Look for the string "every" in the data below, and copy each line that holds it.

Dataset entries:
■ ■ ■

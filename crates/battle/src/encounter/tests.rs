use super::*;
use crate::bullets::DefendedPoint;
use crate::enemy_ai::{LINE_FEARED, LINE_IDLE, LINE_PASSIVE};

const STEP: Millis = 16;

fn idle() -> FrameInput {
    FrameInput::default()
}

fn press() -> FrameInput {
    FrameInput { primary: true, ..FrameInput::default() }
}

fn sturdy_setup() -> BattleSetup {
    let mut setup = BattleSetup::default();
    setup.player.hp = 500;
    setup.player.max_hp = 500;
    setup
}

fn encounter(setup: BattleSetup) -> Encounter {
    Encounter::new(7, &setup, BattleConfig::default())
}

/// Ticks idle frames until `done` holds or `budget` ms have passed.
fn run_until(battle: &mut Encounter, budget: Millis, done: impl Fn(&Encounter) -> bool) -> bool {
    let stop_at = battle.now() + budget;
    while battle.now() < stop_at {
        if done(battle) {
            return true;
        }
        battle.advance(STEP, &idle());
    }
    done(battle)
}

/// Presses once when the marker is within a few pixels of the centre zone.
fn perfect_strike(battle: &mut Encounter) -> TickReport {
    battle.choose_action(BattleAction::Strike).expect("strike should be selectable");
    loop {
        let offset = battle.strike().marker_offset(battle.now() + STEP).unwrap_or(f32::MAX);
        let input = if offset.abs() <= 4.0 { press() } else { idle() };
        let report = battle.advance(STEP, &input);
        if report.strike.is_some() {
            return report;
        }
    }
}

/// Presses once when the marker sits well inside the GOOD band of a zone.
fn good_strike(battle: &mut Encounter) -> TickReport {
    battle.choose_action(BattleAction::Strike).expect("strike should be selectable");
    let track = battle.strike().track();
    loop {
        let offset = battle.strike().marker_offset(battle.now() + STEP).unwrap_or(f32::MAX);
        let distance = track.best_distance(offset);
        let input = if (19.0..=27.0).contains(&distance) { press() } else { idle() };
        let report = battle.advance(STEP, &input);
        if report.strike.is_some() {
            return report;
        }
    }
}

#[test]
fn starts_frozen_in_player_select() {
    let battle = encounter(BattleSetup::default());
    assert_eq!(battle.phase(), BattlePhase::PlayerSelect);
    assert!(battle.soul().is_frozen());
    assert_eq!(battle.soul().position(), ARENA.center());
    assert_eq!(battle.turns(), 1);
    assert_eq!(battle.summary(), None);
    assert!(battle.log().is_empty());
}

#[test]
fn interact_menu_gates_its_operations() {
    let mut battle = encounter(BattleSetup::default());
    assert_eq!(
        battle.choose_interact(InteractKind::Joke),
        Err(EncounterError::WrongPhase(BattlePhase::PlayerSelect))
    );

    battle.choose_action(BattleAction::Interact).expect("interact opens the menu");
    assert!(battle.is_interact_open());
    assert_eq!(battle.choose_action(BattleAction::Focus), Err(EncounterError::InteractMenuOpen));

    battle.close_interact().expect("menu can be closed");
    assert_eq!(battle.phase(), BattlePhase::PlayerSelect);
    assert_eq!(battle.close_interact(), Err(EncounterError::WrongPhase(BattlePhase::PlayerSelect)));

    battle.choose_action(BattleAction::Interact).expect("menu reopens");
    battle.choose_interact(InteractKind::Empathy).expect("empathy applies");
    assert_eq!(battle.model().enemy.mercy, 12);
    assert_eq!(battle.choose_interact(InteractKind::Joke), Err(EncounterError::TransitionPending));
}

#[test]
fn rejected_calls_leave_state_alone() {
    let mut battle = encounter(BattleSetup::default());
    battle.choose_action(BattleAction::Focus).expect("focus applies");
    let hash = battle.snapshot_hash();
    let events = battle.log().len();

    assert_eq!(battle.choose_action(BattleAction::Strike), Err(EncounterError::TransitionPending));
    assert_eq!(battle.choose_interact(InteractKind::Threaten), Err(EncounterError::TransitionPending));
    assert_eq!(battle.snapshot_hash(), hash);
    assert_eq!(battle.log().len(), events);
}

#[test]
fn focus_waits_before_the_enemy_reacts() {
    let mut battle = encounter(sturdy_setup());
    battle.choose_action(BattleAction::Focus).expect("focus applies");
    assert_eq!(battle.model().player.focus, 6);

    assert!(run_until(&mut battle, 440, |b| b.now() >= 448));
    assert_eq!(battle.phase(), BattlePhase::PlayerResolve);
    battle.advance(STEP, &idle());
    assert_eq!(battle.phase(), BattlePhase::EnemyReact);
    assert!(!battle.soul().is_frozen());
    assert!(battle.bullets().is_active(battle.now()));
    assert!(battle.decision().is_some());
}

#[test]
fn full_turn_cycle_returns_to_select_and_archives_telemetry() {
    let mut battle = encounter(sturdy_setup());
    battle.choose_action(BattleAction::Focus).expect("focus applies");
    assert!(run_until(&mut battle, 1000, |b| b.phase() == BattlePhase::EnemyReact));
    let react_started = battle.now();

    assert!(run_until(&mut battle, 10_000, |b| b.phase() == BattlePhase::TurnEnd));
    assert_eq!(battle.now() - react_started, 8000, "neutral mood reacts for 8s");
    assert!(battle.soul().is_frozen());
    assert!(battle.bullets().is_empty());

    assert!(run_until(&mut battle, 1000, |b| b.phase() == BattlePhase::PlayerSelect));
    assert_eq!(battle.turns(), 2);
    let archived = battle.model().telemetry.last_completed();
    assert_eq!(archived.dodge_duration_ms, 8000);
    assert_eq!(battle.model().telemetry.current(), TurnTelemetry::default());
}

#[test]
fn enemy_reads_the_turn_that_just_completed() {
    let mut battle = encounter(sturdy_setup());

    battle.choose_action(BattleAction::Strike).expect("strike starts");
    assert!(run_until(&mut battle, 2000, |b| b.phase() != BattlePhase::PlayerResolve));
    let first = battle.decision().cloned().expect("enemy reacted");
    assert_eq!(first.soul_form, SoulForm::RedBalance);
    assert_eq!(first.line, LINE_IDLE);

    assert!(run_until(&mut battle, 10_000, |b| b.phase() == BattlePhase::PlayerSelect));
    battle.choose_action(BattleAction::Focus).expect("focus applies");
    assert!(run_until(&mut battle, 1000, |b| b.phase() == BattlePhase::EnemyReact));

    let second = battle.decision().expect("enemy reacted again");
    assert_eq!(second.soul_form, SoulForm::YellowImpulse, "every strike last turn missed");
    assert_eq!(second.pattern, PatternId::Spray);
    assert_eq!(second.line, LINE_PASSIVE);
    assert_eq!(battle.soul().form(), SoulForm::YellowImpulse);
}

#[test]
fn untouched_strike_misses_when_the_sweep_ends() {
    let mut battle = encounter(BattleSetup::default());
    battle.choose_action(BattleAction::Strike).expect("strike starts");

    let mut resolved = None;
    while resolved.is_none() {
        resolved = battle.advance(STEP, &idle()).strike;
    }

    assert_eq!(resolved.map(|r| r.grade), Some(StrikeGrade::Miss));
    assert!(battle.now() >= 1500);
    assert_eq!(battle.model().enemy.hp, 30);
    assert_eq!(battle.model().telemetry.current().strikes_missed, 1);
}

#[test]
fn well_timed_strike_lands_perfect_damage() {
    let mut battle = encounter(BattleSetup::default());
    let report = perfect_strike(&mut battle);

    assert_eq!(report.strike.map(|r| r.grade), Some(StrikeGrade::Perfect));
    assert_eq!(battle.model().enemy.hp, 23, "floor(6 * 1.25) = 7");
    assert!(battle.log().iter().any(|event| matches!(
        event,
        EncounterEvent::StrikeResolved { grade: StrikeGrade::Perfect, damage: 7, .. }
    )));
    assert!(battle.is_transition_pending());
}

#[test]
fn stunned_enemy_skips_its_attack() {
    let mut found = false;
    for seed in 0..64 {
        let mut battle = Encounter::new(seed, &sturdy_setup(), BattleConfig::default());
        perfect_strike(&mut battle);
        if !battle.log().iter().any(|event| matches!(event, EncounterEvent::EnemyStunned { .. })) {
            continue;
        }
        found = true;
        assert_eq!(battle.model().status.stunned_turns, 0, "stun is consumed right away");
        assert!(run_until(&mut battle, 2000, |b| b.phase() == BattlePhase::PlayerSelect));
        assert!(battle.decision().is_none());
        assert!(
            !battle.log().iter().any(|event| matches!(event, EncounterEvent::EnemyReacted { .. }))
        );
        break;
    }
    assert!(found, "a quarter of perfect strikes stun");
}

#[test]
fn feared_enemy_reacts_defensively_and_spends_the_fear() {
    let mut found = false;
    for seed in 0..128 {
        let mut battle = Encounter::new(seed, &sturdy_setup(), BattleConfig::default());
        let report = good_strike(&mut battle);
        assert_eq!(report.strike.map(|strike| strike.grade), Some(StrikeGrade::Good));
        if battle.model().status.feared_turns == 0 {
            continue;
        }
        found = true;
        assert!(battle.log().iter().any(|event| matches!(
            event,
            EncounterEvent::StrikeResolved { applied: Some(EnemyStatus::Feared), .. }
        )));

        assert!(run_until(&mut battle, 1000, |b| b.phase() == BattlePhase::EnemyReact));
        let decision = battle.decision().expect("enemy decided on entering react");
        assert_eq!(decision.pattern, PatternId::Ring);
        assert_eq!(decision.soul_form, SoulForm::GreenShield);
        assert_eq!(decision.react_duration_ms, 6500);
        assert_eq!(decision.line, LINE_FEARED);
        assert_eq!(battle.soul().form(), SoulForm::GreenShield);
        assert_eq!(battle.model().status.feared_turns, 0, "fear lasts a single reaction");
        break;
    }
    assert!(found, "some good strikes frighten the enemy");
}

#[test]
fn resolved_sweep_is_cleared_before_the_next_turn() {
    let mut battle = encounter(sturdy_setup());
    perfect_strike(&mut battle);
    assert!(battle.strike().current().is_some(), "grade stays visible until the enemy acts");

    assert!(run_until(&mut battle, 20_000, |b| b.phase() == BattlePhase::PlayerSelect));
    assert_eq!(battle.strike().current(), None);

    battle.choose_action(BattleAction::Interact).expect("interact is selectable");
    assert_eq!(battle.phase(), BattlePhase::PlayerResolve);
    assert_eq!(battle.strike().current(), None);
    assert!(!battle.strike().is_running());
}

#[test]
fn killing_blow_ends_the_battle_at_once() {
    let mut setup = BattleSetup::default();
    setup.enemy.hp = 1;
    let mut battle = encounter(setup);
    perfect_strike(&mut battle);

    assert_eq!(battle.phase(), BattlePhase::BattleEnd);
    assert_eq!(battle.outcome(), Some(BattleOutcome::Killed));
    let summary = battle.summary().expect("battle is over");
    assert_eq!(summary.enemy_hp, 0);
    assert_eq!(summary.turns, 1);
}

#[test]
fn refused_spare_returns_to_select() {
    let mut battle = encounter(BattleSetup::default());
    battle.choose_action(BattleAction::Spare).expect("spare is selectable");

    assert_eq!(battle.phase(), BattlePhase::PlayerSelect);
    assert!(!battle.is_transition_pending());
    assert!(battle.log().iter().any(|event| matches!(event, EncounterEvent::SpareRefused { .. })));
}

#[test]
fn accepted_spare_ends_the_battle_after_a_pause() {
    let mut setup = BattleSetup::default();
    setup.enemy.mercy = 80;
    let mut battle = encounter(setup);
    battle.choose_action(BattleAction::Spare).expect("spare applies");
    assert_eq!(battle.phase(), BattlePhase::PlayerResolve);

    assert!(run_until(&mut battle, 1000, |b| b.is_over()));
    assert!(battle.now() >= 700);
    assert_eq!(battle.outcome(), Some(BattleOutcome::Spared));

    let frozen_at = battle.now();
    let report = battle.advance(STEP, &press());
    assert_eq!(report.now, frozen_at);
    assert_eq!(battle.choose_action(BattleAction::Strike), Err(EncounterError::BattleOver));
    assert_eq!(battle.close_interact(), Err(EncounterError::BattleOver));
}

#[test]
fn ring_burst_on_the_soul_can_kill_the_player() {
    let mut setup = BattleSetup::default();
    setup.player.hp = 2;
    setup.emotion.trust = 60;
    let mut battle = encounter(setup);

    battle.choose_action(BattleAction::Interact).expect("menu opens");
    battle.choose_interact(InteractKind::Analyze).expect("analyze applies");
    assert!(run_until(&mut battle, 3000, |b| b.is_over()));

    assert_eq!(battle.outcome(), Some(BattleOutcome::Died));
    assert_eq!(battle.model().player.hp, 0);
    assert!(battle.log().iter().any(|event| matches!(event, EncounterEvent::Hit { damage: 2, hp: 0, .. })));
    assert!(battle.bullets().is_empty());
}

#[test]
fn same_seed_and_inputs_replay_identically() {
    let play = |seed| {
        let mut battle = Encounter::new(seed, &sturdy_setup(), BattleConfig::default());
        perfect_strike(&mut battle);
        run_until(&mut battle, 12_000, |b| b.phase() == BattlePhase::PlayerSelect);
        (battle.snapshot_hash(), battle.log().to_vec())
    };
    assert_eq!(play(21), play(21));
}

■ ■ ■

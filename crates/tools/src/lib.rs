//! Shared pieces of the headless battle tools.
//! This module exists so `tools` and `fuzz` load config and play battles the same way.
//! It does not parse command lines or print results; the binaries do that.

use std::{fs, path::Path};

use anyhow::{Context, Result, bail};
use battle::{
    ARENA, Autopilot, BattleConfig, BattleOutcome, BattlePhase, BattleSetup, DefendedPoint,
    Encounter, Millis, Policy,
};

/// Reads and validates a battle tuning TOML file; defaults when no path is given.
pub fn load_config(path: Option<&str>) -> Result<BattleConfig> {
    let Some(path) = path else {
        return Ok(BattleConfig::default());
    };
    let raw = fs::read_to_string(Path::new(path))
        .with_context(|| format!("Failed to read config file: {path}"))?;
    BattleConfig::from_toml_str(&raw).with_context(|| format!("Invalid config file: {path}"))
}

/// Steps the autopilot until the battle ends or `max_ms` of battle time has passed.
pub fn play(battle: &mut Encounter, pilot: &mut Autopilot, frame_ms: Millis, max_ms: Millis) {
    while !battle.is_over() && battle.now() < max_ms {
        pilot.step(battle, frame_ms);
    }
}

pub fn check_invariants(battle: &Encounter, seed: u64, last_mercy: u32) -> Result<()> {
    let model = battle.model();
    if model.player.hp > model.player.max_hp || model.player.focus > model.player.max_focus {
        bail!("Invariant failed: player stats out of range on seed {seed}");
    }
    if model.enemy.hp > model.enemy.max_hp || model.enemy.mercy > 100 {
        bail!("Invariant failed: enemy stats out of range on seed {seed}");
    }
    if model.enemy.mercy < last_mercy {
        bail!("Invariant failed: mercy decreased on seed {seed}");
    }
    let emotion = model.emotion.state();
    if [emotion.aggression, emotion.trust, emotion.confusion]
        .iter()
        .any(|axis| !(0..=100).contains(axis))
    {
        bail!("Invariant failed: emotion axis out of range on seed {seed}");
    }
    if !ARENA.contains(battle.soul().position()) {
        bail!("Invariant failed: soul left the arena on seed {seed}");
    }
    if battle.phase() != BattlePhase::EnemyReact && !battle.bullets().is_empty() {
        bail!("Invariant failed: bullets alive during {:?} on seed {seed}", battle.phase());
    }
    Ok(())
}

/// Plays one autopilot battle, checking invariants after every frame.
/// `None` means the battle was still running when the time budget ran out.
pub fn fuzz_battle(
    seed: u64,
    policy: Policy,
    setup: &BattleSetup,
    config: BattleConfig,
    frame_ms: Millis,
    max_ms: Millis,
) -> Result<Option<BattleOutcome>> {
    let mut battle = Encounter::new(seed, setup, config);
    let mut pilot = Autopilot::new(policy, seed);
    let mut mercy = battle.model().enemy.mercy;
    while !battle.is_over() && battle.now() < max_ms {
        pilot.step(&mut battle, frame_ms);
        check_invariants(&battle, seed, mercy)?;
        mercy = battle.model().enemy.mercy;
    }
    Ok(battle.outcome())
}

■ ■ ■

Result for this task:
    assert_eq!(second.soul_form, SoulForm::YellowImpulse, "every strike last turn missed");
/// Plays one autopilot battle, checking invariants after every frame.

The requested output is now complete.